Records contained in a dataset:

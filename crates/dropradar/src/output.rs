//! Output formatting: table, JSON, YAML, plain.
//!
//! Renders data in the format selected by `--output`. Table uses `tabled`,
//! structured formats use serde, plain emits one identifier per line.

use std::io::{self, IsTerminal, Write};

use owo_colors::OwoColorize;
use tabled::{Table, Tabled, settings::Style};

use crate::cli::{ColorMode, OutputFormat};
use crate::error::CliError;

// ── Color helpers ────────────────────────────────────────────────────

/// Determine whether color output should be enabled.
pub fn should_color(mode: ColorMode) -> bool {
    match mode {
        ColorMode::Always => true,
        ColorMode::Never => false,
        ColorMode::Auto => io::stdout().is_terminal() && std::env::var_os("NO_COLOR").is_none(),
    }
}

/// Headline numbers (stats cards).
pub fn accent(text: &str, color: bool) -> String {
    if color {
        text.bold().cyan().to_string()
    } else {
        text.to_owned()
    }
}

/// Secondary labels.
pub fn muted(text: &str, color: bool) -> String {
    if color {
        text.dimmed().to_string()
    } else {
        text.to_owned()
    }
}

pub fn success(text: &str, color: bool) -> String {
    if color {
        text.green().to_string()
    } else {
        text.to_owned()
    }
}

// ── Render dispatchers ───────────────────────────────────────────────

/// Render a list of serde-serializable + tabled items in the chosen format.
///
/// - `table`: uses the `Tabled` derive to build a pretty table
/// - `json` / `json-compact`: serializes the original data via serde
/// - `yaml`: serializes via serde_yaml
/// - `plain`: calls `id_fn` on each item to emit one identifier per line
pub fn render_list<T, R>(
    format: OutputFormat,
    data: &[T],
    to_row: impl Fn(&T) -> R,
    id_fn: impl Fn(&T) -> String,
) -> Result<String, CliError>
where
    T: serde::Serialize,
    R: Tabled,
{
    match format {
        OutputFormat::Table => {
            let rows: Vec<R> = data.iter().map(to_row).collect();
            Ok(render_table(&rows))
        }
        OutputFormat::Json => render_json(data, false),
        OutputFormat::JsonCompact => render_json(data, true),
        OutputFormat::Yaml => render_yaml(data),
        OutputFormat::Plain => Ok(data.iter().map(&id_fn).collect::<Vec<_>>().join("\n")),
    }
}

/// Render a single serde-serializable item in the chosen format.
///
/// Table rendering uses `detail_fn`, since single-item views don't use
/// the `Tabled` derive.
pub fn render_single<T>(
    format: OutputFormat,
    data: &T,
    detail_fn: impl Fn(&T) -> String,
    id_fn: impl Fn(&T) -> String,
) -> Result<String, CliError>
where
    T: serde::Serialize,
{
    match format {
        OutputFormat::Table => Ok(detail_fn(data)),
        OutputFormat::Json => render_json(data, false),
        OutputFormat::JsonCompact => render_json(data, true),
        OutputFormat::Yaml => render_yaml(data),
        OutputFormat::Plain => Ok(id_fn(data)),
    }
}

/// Print the rendered output to stdout, respecting quiet mode.
pub fn print_output(output: &str, quiet: bool) {
    if quiet || output.is_empty() {
        return;
    }
    let mut stdout = io::stdout().lock();
    let _ = writeln!(stdout, "{output}");
}

/// Status line on stderr, suppressed by `--quiet`.
pub fn notice(message: &str, quiet: bool) {
    if !quiet {
        eprintln!("{message}");
    }
}

// ── Format-specific renderers ────────────────────────────────────────

fn render_table<R: Tabled>(rows: &[R]) -> String {
    if rows.is_empty() {
        return "No domains yet. Run: dropradar scan".into();
    }
    Table::new(rows).with(Style::rounded()).to_string()
}

fn render_json<T: serde::Serialize + ?Sized>(data: &T, compact: bool) -> Result<String, CliError> {
    let out = if compact {
        serde_json::to_string(data)?
    } else {
        serde_json::to_string_pretty(data)?
    };
    Ok(out)
}

fn render_yaml<T: serde::Serialize + ?Sized>(data: &T) -> Result<String, CliError> {
    Ok(serde_yaml::to_string(data)?)
}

- **Assignment**: All lines of the records above that contain the word "Sized" are to be copied out.

- **Output of the task**:
fn render_json<T: serde::Serialize + ?Sized>(data: &T, compact: bool) -> Result<String, CliError> {
fn render_yaml<T: serde::Serialize + ?Sized>(data: &T) -> Result<String, CliError> {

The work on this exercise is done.